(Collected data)
use std::fs;
use std::path::Path;

use anyhow::{anyhow, Context, Result};
use serde::Serialize;
use walkdir::WalkDir;

use crate::ExclusionRuleSet;

#[derive(Debug, Clone, Copy, Default, PartialEq, Eq, Serialize)]
pub struct CopyStats {
    pub directories: usize,
    pub files: usize,
    pub skipped: usize,
}

pub fn copy_tree(src_root: &Path, dst_root: &Path, exclusions: &ExclusionRuleSet) -> Result<CopyStats> {
    fs::create_dir_all(dst_root)
        .with_context(|| format!("failed to create {}", dst_root.display()))?;

    let mut stats = CopyStats::default();
    let mut skipped = 0;
    {
        let walker = WalkDir::new(src_root)
            .min_depth(1)
            .follow_links(false)
            .sort_by_file_name()
            .into_iter()
            .filter_entry(|entry| {
                let relative = entry.path().strip_prefix(src_root).unwrap_or(entry.path());
                let excluded = exclusions.is_excluded(relative, entry.file_type().is_dir());
                if excluded {
                    log::debug!("excluded from copy: {}", relative.display());
                    skipped += 1;
                }
                !excluded
            });

        for entry in walker {
            let entry = entry.with_context(|| format!("failed to walk {}", src_root.display()))?;
            let relative = entry
                .path()
                .strip_prefix(src_root)
                .map_err(|_| anyhow!("{} escaped the copy root", entry.path().display()))?;
            let target = dst_root.join(relative);
            let file_type = entry.file_type();

            if file_type.is_dir() {
                fs::create_dir_all(&target)
                    .with_context(|| format!("failed to create {}", target.display()))?;
                stats.directories += 1;
                continue;
            }

            if file_type.is_symlink() {
                copy_symlink(entry.path(), &target)?;
                stats.files += 1;
                continue;
            }

            fs::copy(entry.path(), &target).with_context(|| {
                format!(
                    "failed to copy {} to {}",
                    entry.path().display(),
                    target.display()
                )
            })?;
            stats.files += 1;
        }
    }
    stats.skipped = skipped;
    Ok(stats)
}

#[cfg(unix)]
fn copy_symlink(src: &Path, dst: &Path) -> Result<()> {
    let link_target =
        fs::read_link(src).with_context(|| format!("failed to read symlink {}", src.display()))?;
    if fs::symlink_metadata(dst).is_ok() {
        fs::remove_file(dst)
            .with_context(|| format!("failed to replace {}", dst.display()))?;
    }
    std::os::unix::fs::symlink(&link_target, dst).with_context(|| {
        format!(
            "failed to create symlink {} -> {}",
            dst.display(),
            link_target.display()
        )
    })
}

#[cfg(not(unix))]
fn copy_symlink(src: &Path, dst: &Path) -> Result<()> {
    fs::copy(src, dst)
        .with_context(|| format!("failed to copy {} to {}", src.display(), dst.display()))?;
    Ok(())
}
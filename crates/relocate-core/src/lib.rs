mod archive;
mod config;
mod domain;
mod error;
mod process;
mod report;
mod step;

pub use archive::{
    archive_error, ensure_readable_archive, list_dir_names, require_format, sha256_file_hex,
    BackupArchive, BackupMetadata, DumpCompression, FilesArchiveFormat, METADATA_FILE_NAME,
};
pub use config::{
    load_migration_config, parse_migration_config_json, parse_migration_config_toml,
    DatabaseEngine, DatabaseSettings, MigrationConfig,
};
pub use domain::{
    clean_domain, is_local_domain, normalize_physical_uri, parse_absolute_url, replace_in_one_pass,
    replacement_token, Scheme, TargetUrl,
};
pub use error::{MigrationError, WarningKind};
pub use process::{describe_command, run_command, run_command_with_stdin, CommandOutput};
pub use report::{MigrationWarning, Warnings};
pub use step::{
    is_remaining_time_enough, DriveOutcome, StepDriver, StepKind, StepState, TaskStep,
    DEFAULT_TIME_BUDGET, EXIT_FAILED, EXIT_OK,
};
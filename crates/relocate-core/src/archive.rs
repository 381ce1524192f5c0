use std::fs::{self, File};
use std::io::{self, Read};
use std::path::{Path, PathBuf};

use anyhow::{Context, Result};
use serde::{Deserialize, Serialize};
use sha2::{Digest, Sha256};

use crate::MigrationError;

pub const METADATA_FILE_NAME: &str = "metadata.json";

#[derive(Debug, Clone, Copy, PartialEq, Eq)]
pub enum FilesArchiveFormat {
    TarGz,
    Zip,
}

impl FilesArchiveFormat {
    pub fn as_str(self) -> &'static str {
        match self {
            Self::TarGz => "tar.gz",
            Self::Zip => "zip",
        }
    }

    pub fn infer_from_path(path: &Path) -> Option<Self> {
        let lower = path.file_name()?.to_string_lossy().to_ascii_lowercase();
        if lower.ends_with(".tar.gz") || lower.ends_with(".tgz") {
            return Some(Self::TarGz);
        }
        if lower.ends_with(".zip") {
            return Some(Self::Zip);
        }
        None
    }
}

#[derive(Debug, Clone, Copy, PartialEq, Eq)]
pub enum DumpCompression {
    None,
    Gzip,
}

impl DumpCompression {
    pub fn detect(path: &Path) -> Result<Self> {
        let mut file =
            File::open(path).with_context(|| format!("failed to open dump: {}", path.display()))?;
        let mut magic = [0_u8; 2];
        let read = read_prefix(&mut file, &mut magic)
            .with_context(|| format!("failed to read dump header: {}", path.display()))?;
        if read == 2 && magic == [0x1f, 0x8b] {
            return Ok(Self::Gzip);
        }
        Ok(Self::None)
    }
}

fn read_prefix(reader: &mut dyn Read, buf: &mut [u8]) -> io::Result<usize> {
    let mut filled = 0;
    while filled < buf.len() {
        let read = reader.read(&mut buf[filled..])?;
        if read == 0 {
            break;
        }
        filled += read;
    }
    Ok(filled)
}

#[derive(Debug, Clone, Default, PartialEq, Eq, Serialize, Deserialize)]
#[serde(default)]
pub struct BackupMetadata {
    pub created_at: Option<String>,
    pub platform_version: Option<String>,
    pub source_url: Option<String>,
    pub database_sha256: Option<String>,
    pub files_sha256: Option<String>,
}

impl BackupMetadata {
    pub fn parse(raw: &str) -> Result<Self> {
        serde_json::from_str(raw).context("failed parsing backup metadata JSON")
    }

    pub fn created_at_unix(&self) -> Option<i64> {
        let raw = self.created_at.as_deref()?.trim();
        if let Ok(parsed) = chrono::DateTime::parse_from_rfc3339(raw) {
            return Some(parsed.timestamp());
        }
        chrono::NaiveDateTime::parse_from_str(raw, "%Y-%m-%d %H:%M:%S")
            .ok()
            .map(|naive| naive.and_utc().timestamp())
    }
}

#[derive(Debug, Clone, PartialEq, Eq)]
pub struct BackupArchive {
    pub root: PathBuf,
    pub database_dump: PathBuf,
    pub files_archive: PathBuf,
    pub metadata: BackupMetadata,
}

impl BackupArchive {
    pub fn open_dir(root: &Path) -> Result<Self> {
        if !root.is_dir() {
            return Err(archive_error(
                format!("backup directory not found: {}", root.display()),
                root,
            )
            .into());
        }

        let mut dumps = Vec::new();
        let mut trees = Vec::new();
        let mut metadata_path = None;
        for entry in fs::read_dir(root)
            .with_context(|| format!("failed to read backup directory: {}", root.display()))?
        {
            let path = entry?.path();
            if !path.is_file() {
                continue;
            }
            let name = path
                .file_name()
                .map(|name| name.to_string_lossy().to_ascii_lowercase())
                .unwrap_or_default();
            if name == METADATA_FILE_NAME {
                metadata_path = Some(path);
            } else if is_dump_name(&name) {
                dumps.push(path);
            } else if FilesArchiveFormat::infer_from_path(&path).is_some() {
                trees.push(path);
            }
        }
        dumps.sort();
        trees.sort();

        let database_dump = single_candidate(dumps, "database dump", root)?;
        let files_archive = single_candidate(trees, "files archive", root)?;
        let metadata = match metadata_path {
            Some(path) => {
                let raw = fs::read_to_string(&path)
                    .with_context(|| format!("failed to read {}", path.display()))?;
                BackupMetadata::parse(&raw)
                    .with_context(|| format!("invalid backup metadata: {}", path.display()))?
            }
            None => {
                log::warn!("backup {} has no {METADATA_FILE_NAME}", root.display());
                BackupMetadata::default()
            }
        };

        Ok(Self {
            root: root.to_path_buf(),
            database_dump,
            files_archive,
            metadata,
        })
    }

    pub fn verify_checksums(&self) -> Result<()> {
        for (label, expected, path) in [
            (
                "database dump",
                self.metadata.database_sha256.as_deref(),
                &self.database_dump,
            ),
            (
                "files archive",
                self.metadata.files_sha256.as_deref(),
                &self.files_archive,
            ),
        ] {
            let Some(expected) = expected else {
                continue;
            };
            let actual = sha256_file_hex(path)?;
            if !actual.eq_ignore_ascii_case(expected.trim()) {
                return Err(MigrationError::Archive {
                    message: format!(
                        "{label} checksum mismatch for {}: expected {}, got {actual}",
                        path.display(),
                        expected.trim()
                    ),
                    listing: Vec::new(),
                }
                .into());
            }
        }
        Ok(())
    }
}

fn is_dump_name(name: &str) -> bool {
    name.ends_with(".sql")
        || name.ends_with(".sql.gz")
        || name.ends_with(".sqlite")
        || name.ends_with(".db")
}

fn single_candidate(mut candidates: Vec<PathBuf>, label: &str, root: &Path) -> Result<PathBuf> {
    match candidates.len() {
        0 => Err(archive_error(format!("backup has no {label}: {}", root.display()), root).into()),
        1 => Ok(candidates.remove(0)),
        _ => {
            let chosen = candidates.remove(0);
            log::warn!(
                "backup {} contains several {label} candidates; using {}",
                root.display(),
                chosen.display()
            );
            Ok(chosen)
        }
    }
}

pub fn archive_error(message: String, dir: &Path) -> MigrationError {
    MigrationError::Archive {
        message,
        listing: list_dir_names(dir),
    }
}

pub fn list_dir_names(dir: &Path) -> Vec<String> {
    let Ok(entries) = fs::read_dir(dir) else {
        return Vec::new();
    };
    let mut names = entries
        .filter_map(|entry| entry.ok())
        .map(|entry| entry.file_name().to_string_lossy().into_owned())
        .collect::<Vec<_>>();
    names.sort();
    names
}

pub fn sha256_file_hex(path: &Path) -> Result<String> {
    let mut file =
        File::open(path).with_context(|| format!("failed to open {}", path.display()))?;
    let mut hasher = Sha256::new();
    let mut buffer = [0_u8; 64 * 1024];
    loop {
        let read = file
            .read(&mut buffer)
            .with_context(|| format!("failed to read {}", path.display()))?;
        if read == 0 {
            break;
        }
        hasher.update(&buffer[..read]);
    }
    Ok(hex::encode(hasher.finalize()))
}

pub fn ensure_readable_archive(path: &Path, label: &str) -> Result<()> {
    let parent = path.parent().unwrap_or_else(|| Path::new("."));
    let metadata = fs::metadata(path)
        .map_err(|err| archive_error(format!("{label} not found: {} ({err})", path.display()), parent))?;
    if !metadata.is_file() {
        return Err(archive_error(format!("{label} is not a file: {}", path.display()), parent).into());
    }
    if metadata.len() == 0 {
        return Err(archive_error(format!("{label} is empty: {}", path.display()), parent).into());
    }
    File::open(path).map_err(|err| {
        archive_error(
            format!("{label} is not readable: {} ({err})", path.display()),
            parent,
        )
    })?;
    Ok(())
}

pub fn require_format(path: &Path) -> Result<FilesArchiveFormat> {
    FilesArchiveFormat::infer_from_path(path).ok_or_else(|| {
        let parent = path.parent().unwrap_or_else(|| Path::new("."));
        archive_error(
            format!(
                "unsupported files archive type (expected .tar.gz, .tgz or .zip): {}",
                path.display()
            ),
            parent,
        )
        .into()
    })
}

> Assignment: Within the entries, find all lines that contain "Option" and copy each one.

> Written solution:
    pub fn infer_from_path(path: &Path) -> Option<Self> {
    pub created_at: Option<String>,
    pub platform_version: Option<String>,
    pub source_url: Option<String>,
    pub database_sha256: Option<String>,
    pub files_sha256: Option<String>,
    pub fn created_at_unix(&self) -> Option<i64> {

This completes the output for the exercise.